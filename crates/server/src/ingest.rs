//! Policy-gated ingestion job handler.
//!
//! A job names a source. The source must be ACTIVE and pass the registry
//! lint. The handler asks the policy enforcer which pipes
//! the source may feed, fetches the raw payload once and hands it to every
//! registered pipe that is both eligible and not yet done. Finished pipes
//! are recorded in the job checkpoint so a resumed or retried job skips them.

use std::collections::BTreeSet;
use std::sync::Arc;

use anyhow::{anyhow, Context};
use async_trait::async_trait;
use serde_json::json;
use tracing::{debug, info};

use evgate_queue::{Checkpoint, Job, JobContext, JobHandler, JobOutcome, JobProgress, JobType};
use evgate_registry::{PipeType, PolicyEnforcer, Source};

/// Pulls the raw payload for a source.
#[async_trait]
pub trait SourceFetcher: Send + Sync {
    async fn fetch(&self, source: &Source) -> anyhow::Result<Vec<u8>>;
}

/// A downstream processing path. Returns the number of artifacts produced.
#[async_trait]
pub trait IngestionPipe: Send + Sync {
    fn pipe(&self) -> PipeType;

    async fn ingest(&self, source: &Source, raw: &[u8]) -> anyhow::Result<u64>;
}

pub struct PolicyGatedIngestion {
    enforcer: PolicyEnforcer,
    fetcher: Arc<dyn SourceFetcher>,
    pipes: Vec<Arc<dyn IngestionPipe>>,
}

const JOB_TYPES: &[JobType] = &[JobType::IngestSource, JobType::Refresh, JobType::Backfill];

impl PolicyGatedIngestion {
    pub fn new(enforcer: PolicyEnforcer, fetcher: Arc<dyn SourceFetcher>) -> Self {
        Self {
            enforcer,
            fetcher,
            pipes: Vec::new(),
        }
    }

    pub fn with_pipe(mut self, pipe: Arc<dyn IngestionPipe>) -> Self {
        self.pipes.push(pipe);
        self
    }

    pub fn has_pipes(&self) -> bool {
        !self.pipes.is_empty()
    }
}

fn completed_pipes(progress: &JobProgress) -> BTreeSet<String> {
    progress
        .cursor
        .as_ref()
        .and_then(|c| c.get("completed_pipes"))
        .and_then(|v| v.as_array())
        .map(|items| items.iter().filter_map(|v| v.as_str().map(str::to_string)).collect())
        .unwrap_or_default()
}

#[async_trait]
impl JobHandler for PolicyGatedIngestion {
    fn job_types(&self) -> &[JobType] {
        JOB_TYPES
    }

    async fn run(&self, job: &Job, ctx: &JobContext) -> anyhow::Result<JobOutcome> {
        let source_id = job
            .refs
            .source_id
            .as_deref()
            .ok_or_else(|| anyhow!("job {} has no source_id", job.id))?;
        // Inactive and lint-rejected entries fail the attempt with the reason.
        let source = self.enforcer.admit(source_id).await?;

        let decision = self.enforcer.decide(source_id).await?;
        let targets: Vec<&Arc<dyn IngestionPipe>> = self.pipes.iter().filter(|p| decision.allows(p.pipe())).collect();
        if targets.is_empty() {
            return Err(anyhow!(
                "source {} is not eligible for any registered pipe (eligible: {:?})",
                source_id,
                decision.eligible_pipes
            ));
        }

        let mut done = completed_pipes(ctx.resumed_from());
        let mut processed = ctx.resumed_from().processed;
        let total = Some(targets.len() as u64);
        let mut raw: Option<Vec<u8>> = None;

        for pipe in targets {
            let name = pipe.pipe().as_str();
            if done.contains(name) {
                debug!(job_id = %job.id, pipe = name, "pipe already done; skipping");
                continue;
            }

            let step = JobProgress {
                step: Some(format!("ingest:{}", name)),
                processed,
                total,
                cursor: Some(json!({ "completed_pipes": done })),
            };
            if let Checkpoint::Stop(state) = ctx.checkpoint(step).await? {
                info!(job_id = %job.id, state = %state, "ingestion stopped at checkpoint");
                return Ok(JobOutcome::Yielded);
            }

            if raw.is_none() {
                raw = Some(
                    self.fetcher
                        .fetch(&source)
                        .await
                        .with_context(|| format!("fetching {}", source_id))?,
                );
            }
            let payload = raw.as_deref().unwrap_or_default();
            let artifacts = pipe
                .ingest(&source, payload)
                .await
                .with_context(|| format!("{} pipe failed for {}", name, source_id))?;

            processed += artifacts;
            done.insert(name.to_string());
            let after = JobProgress {
                step: Some(format!("done:{}", name)),
                processed,
                total,
                cursor: Some(json!({ "completed_pipes": done })),
            };
            if let Checkpoint::Stop(state) = ctx.checkpoint(after).await? {
                info!(job_id = %job.id, state = %state, "ingestion stopped at checkpoint");
                return Ok(JobOutcome::Yielded);
            }
        }

        info!(job_id = %job.id, source_id, artifacts = processed, "source ingested");
        Ok(JobOutcome::Completed)
    }
}

#[cfg(test)]
mod tests {
    use super::*;
    use std::sync::atomic::{AtomicUsize, Ordering};
    use std::sync::Mutex;

    use evgate_queue::{JobRefs, JobState, MemoryJobStore, NewJob, WorkQueue, Worker};
    use evgate_registry::MemorySourceStore;

    fn source(id: &str, status: &str, tags: &[&str]) -> Source {
        Source {
            source_id: id.to_string(),
            name: Some(format!("Source {}", id)),
            status: status.into(),
            tier: "T1".into(),
            access_type: "API".into(),
            update_frequency: "DAILY".into(),
            allowed_use: tags.iter().map(|t| t.to_string()).collect(),
            endpoint_count: 1,
            needs_partnership: false,
            partnership_contact: None,
        }
    }

    struct Bytes(AtomicUsize);

    #[async_trait]
    impl SourceFetcher for Bytes {
        async fn fetch(&self, _: &Source) -> anyhow::Result<Vec<u8>> {
            self.0.fetch_add(1, Ordering::SeqCst);
            Ok(b"payload".to_vec())
        }
    }

    struct Recording {
        pipe: PipeType,
        fail: bool,
        seen: Mutex<Vec<String>>,
    }

    impl Recording {
        fn new(pipe: PipeType) -> Arc<Self> {
            Arc::new(Self {
                pipe,
                fail: false,
                seen: Mutex::new(Vec::new()),
            })
        }

        fn failing(pipe: PipeType) -> Arc<Self> {
            Arc::new(Self {
                pipe,
                fail: true,
                seen: Mutex::new(Vec::new()),
            })
        }
    }

    #[async_trait]
    impl IngestionPipe for Recording {
        fn pipe(&self) -> PipeType {
            self.pipe
        }

        async fn ingest(&self, source: &Source, raw: &[u8]) -> anyhow::Result<u64> {
            if self.fail {
                return Err(anyhow!("parser crashed"));
            }
            self.seen.lock().unwrap().push(source.source_id.clone());
            Ok(raw.len() as u64)
        }
    }

    fn setup(sources: Vec<Source>) -> (WorkQueue, PolicyEnforcer) {
        let queue = WorkQueue::new(Arc::new(MemoryJobStore::new()));
        let enforcer = PolicyEnforcer::new(Arc::new(MemorySourceStore::new(sources)));
        (queue, enforcer)
    }

    #[tokio::test]
    async fn only_eligible_pipes_receive_material() {
        let (queue, enforcer) = setup(vec![source("ofac", "ACTIVE", &["sanctions_list"])]);
        let sanctions = Recording::new(PipeType::SanctionsCompliance);
        let vault = Recording::new(PipeType::DocumentVault);
        let fetcher = Arc::new(Bytes(AtomicUsize::new(0)));
        let handler = PolicyGatedIngestion::new(enforcer, fetcher.clone())
            .with_pipe(sanctions.clone())
            .with_pipe(vault.clone());
        let worker = Worker::new("w1", queue.clone()).register(Arc::new(handler));

        let job = queue
            .enqueue(NewJob::new(JobType::IngestSource).refs(JobRefs::source("ofac")))
            .await
            .unwrap();
        let after = worker.run_once().await.unwrap().unwrap();

        assert_eq!(after.id, job.id);
        assert_eq!(after.state, JobState::Completed);
        assert_eq!(after.progress.processed, 7);
        assert_eq!(*sanctions.seen.lock().unwrap(), vec!["ofac"]);
        assert!(vault.seen.lock().unwrap().is_empty());
        assert_eq!(fetcher.0.load(Ordering::SeqCst), 1);
    }

    #[tokio::test]
    async fn ineligible_or_inactive_source_fails_the_attempt() {
        let (queue, enforcer) = setup(vec![
            source("reuters", "ACTIVE", &["news_media"]),
            source("draft", "PENDING_REVIEW", &["sanctions_list"]),
        ]);
        let handler = PolicyGatedIngestion::new(enforcer, Arc::new(Bytes(AtomicUsize::new(0))))
            .with_pipe(Recording::new(PipeType::SanctionsCompliance));
        let worker = Worker::new("w1", queue.clone()).register(Arc::new(handler));

        for id in ["reuters", "draft"] {
            queue
                .enqueue(NewJob::new(JobType::IngestSource).refs(JobRefs::source(id)).max_attempts(1))
                .await
                .unwrap();
            let after = worker.run_once().await.unwrap().unwrap();
            assert_eq!(after.state, JobState::Failed, "{}", id);
            assert!(after.last_error.unwrap().contains(id));
        }
    }

    #[tokio::test]
    async fn lint_rejected_source_fails_with_rule_code() {
        let mut bare = source("bare", "ACTIVE", &["data_numeric"]);
        bare.endpoint_count = 0;
        let (queue, enforcer) = setup(vec![bare]);
        let numeric = Recording::new(PipeType::NumericTimeseries);
        let fetcher = Arc::new(Bytes(AtomicUsize::new(0)));
        let handler = PolicyGatedIngestion::new(enforcer, fetcher.clone()).with_pipe(numeric.clone());
        let worker = Worker::new("w1", queue.clone()).register(Arc::new(handler));

        queue
            .enqueue(NewJob::new(JobType::IngestSource).refs(JobRefs::source("bare")).max_attempts(1))
            .await
            .unwrap();
        let after = worker.run_once().await.unwrap().unwrap();

        assert_eq!(after.state, JobState::Failed);
        assert!(after.last_error.unwrap().contains("ACTIVE_NO_ENDPOINT"));
        assert!(numeric.seen.lock().unwrap().is_empty());
        assert_eq!(fetcher.0.load(Ordering::SeqCst), 0);
    }

    #[tokio::test]
    async fn retry_skips_pipes_already_done() {
        let (queue, enforcer) = setup(vec![source("wb", "ACTIVE", &["data_numeric", "doc_pdf"])]);
        let numeric = Recording::new(PipeType::NumericTimeseries);
        let handler = PolicyGatedIngestion::new(enforcer.clone(), Arc::new(Bytes(AtomicUsize::new(0))))
            .with_pipe(numeric.clone())
            .with_pipe(Recording::failing(PipeType::DocumentVault));
        let worker = Worker::new("w1", queue.clone()).register(Arc::new(handler));

        queue
            .enqueue(NewJob::new(JobType::IngestSource).refs(JobRefs::source("wb")).max_attempts(2))
            .await
            .unwrap();
        let first = worker.run_once().await.unwrap().unwrap();
        assert_eq!(first.state, JobState::Pending);
        assert_eq!(completed_pipes(&first.progress).into_iter().collect::<Vec<_>>(), vec!["numeric_timeseries"]);

        let vault = Recording::new(PipeType::DocumentVault);
        let handler = PolicyGatedIngestion::new(enforcer, Arc::new(Bytes(AtomicUsize::new(0))))
            .with_pipe(numeric.clone())
            .with_pipe(vault.clone());
        let worker = Worker::new("w2", queue.clone()).register(Arc::new(handler));
        let second = worker.run_once().await.unwrap().unwrap();

        assert_eq!(second.state, JobState::Completed);
        assert_eq!(second.attempt_count, 2);
        assert_eq!(numeric.seen.lock().unwrap().len(), 1);
        assert_eq!(vault.seen.lock().unwrap().len(), 1);
    }
}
_ _ _
Could you filter the material above and copy each line that holds the word "IngestionPipe"?

• _YOUR RESPONSE_
pub trait IngestionPipe: Send + Sync {
    pipes: Vec<Arc<dyn IngestionPipe>>,
    pub fn with_pipe(mut self, pipe: Arc<dyn IngestionPipe>) -> Self {
        let targets: Vec<&Arc<dyn IngestionPipe>> = self.pipes.iter().filter(|p| decision.allows(p.pipe())).collect();
    impl IngestionPipe for Recording {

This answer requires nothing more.